Monday, June 28, 2010
Mark Sidel has published an interesting articleon the development of the laws and regulations affecting civil society organizations in Vietnam, a country that ICCSL has been following for several years. One worthwhile aspect of the paper is that it provides a means of comparing Vietnam and China as they continue on their quest to find ways to regulate civil society that are consistent with their political systems.
· New philanthropy research institute created. Wang Zhenyao, the head of China’s first philanthropic research institute, is calling on all Chinese billionaires to donate a million yuan a year to charity. Wang says multimillionaires should give a hundred thousand yuan annually. For the past two decades, Wang worked in the Ministry of Civil Affairs. He is famous in China for his efforts to help victims during the 2008 Sichuan Earthquake. He has also promoted care for orphans and asked the government for more money for the elderly. But Wang wants more than government support for China’s poor. He wants professional, sustainable, private philanthropy to grow. Now he has left the ministry to head the new Beijing Normal University One Foundation Philanthropy Research Institute full-time. While Wang has long been a firm believer in the importance of charity, one of his subordinates says that makes him “a rather lonely person” in official circles, according to a 21st Century Business Herald article. Charity is an emerging field in China, a sign of economic growth and a response to rising inequality. Traditionally, financial assistance came either from the state or from extended family networks.
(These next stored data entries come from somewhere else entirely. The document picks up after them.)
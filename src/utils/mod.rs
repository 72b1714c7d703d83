//! Utility functions for the Reservoir indexer.
//!
//! - [`conversion`] - Type conversions (U256, BigDecimal, hex encoding, stored strings)

mod conversion;

pub use conversion::{
    address_to_string, hex_encode, parse_address, parse_bigdecimal, parse_u256, u256_to_decimal,
    u256_to_scaled_decimal,
};
use serde::{Deserialize, Serialize};

use crate::{db::Entity, events::EventContext};

/// Voting escrow position of one provider.
///
/// Primary Key: provider address
/// `amount` accumulates every deposit; `end` is the unlock time of the latest
/// one. Both are raw base-10 integers.
#[derive(Debug, Clone, PartialEq, Eq, Serialize, Deserialize)]
pub struct Lock {
    pub address: String,
    pub amount: String,
    pub end: String,
    pub updated_at_block: u64,
    pub updated_at_log_index: u32,
}

impl Lock {
    pub fn new(address: String) -> Self {
        Self {
            address: address.to_lowercase(),
            amount: "0".to_string(),
            end: "0".to_string(),
            updated_at_block: 0,
            updated_at_log_index: 0,
        }
    }

    /// Whether the deposit at `ctx` is already part of this record.
    pub fn has_applied(&self, ctx: &EventContext) -> bool {
        (ctx.block_number, ctx.log_index) <= (self.updated_at_block, self.updated_at_log_index)
    }
}

impl Entity for Lock {
    const KIND: &'static str = "lock";

    fn id(&self) -> String {
        self.address.clone()
    }
}

/// Running average lock duration over every deposit that set a lock window.
///
/// Primary Key: "current" (single row)
#[derive(Debug, Clone, PartialEq, Eq, Serialize, Deserialize)]
pub struct LockSystemInfo {
    pub lock_count: u64,
    /// Seconds, truncated by integer division on every update.
    pub average_lock_time: String,
    pub updated: u64,
    pub updated_at_block: u64,
    pub updated_at_log_index: u32,
    pub updated_at_transaction: String,
}

impl LockSystemInfo {
    pub const ID: &'static str = "current";

    pub fn touch(&mut self, ctx: &EventContext) {
        self.updated = ctx.block_timestamp;
        self.updated_at_block = ctx.block_number;
        self.updated_at_log_index = ctx.log_index;
        self.updated_at_transaction = ctx.tx_hash.clone();
    }

    /// Whether the deposit at `ctx` is already part of the average.
    pub fn has_applied(&self, ctx: &EventContext) -> bool {
        (ctx.block_number, ctx.log_index) <= (self.updated_at_block, self.updated_at_log_index)
    }
}

impl Default for LockSystemInfo {
    fn default() -> Self {
        Self {
            lock_count: 0,
            average_lock_time: "0".to_string(),
            updated: 0,
            updated_at_block: 0,
            updated_at_log_index: 0,
            updated_at_transaction: String::new(),
        }
    }
}

impl Entity for LockSystemInfo {
    const KIND: &'static str = "lock_system";

    fn id(&self) -> String {
        Self::ID.to_string()
    }
}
The Chinese government has long spoken of “serving the people” and “serving society.” However, China lags behind Western countries in private donations. The Chinese Civil Affairs Development Report shows that the Ministry received 6.86 billion yuan (just above $1 billion) in donations in 2009, reports a recent China News article.
· The China Charity Donation Information Center in partnership with Shanghai NPO Development Center completed its report on Diaspora Giving to China 2008-2009 as part of APPC’s Diaspora Philanthropy Grants. The grants provided seed money for specific research activities that lead to making operational databases that will map out the dynamic relationships being cultivated from the giving end to the receiving end. These grants were awarded to organizations in China, Pakistan, the Philippines and Bangladesh in July 2009 to conduct various database studies on Diaspora giving to home communities, as follow up work to APPC’s 2008 regional conference “Diaspora Giving: An Agent of Change in Asia Pacific Communities?”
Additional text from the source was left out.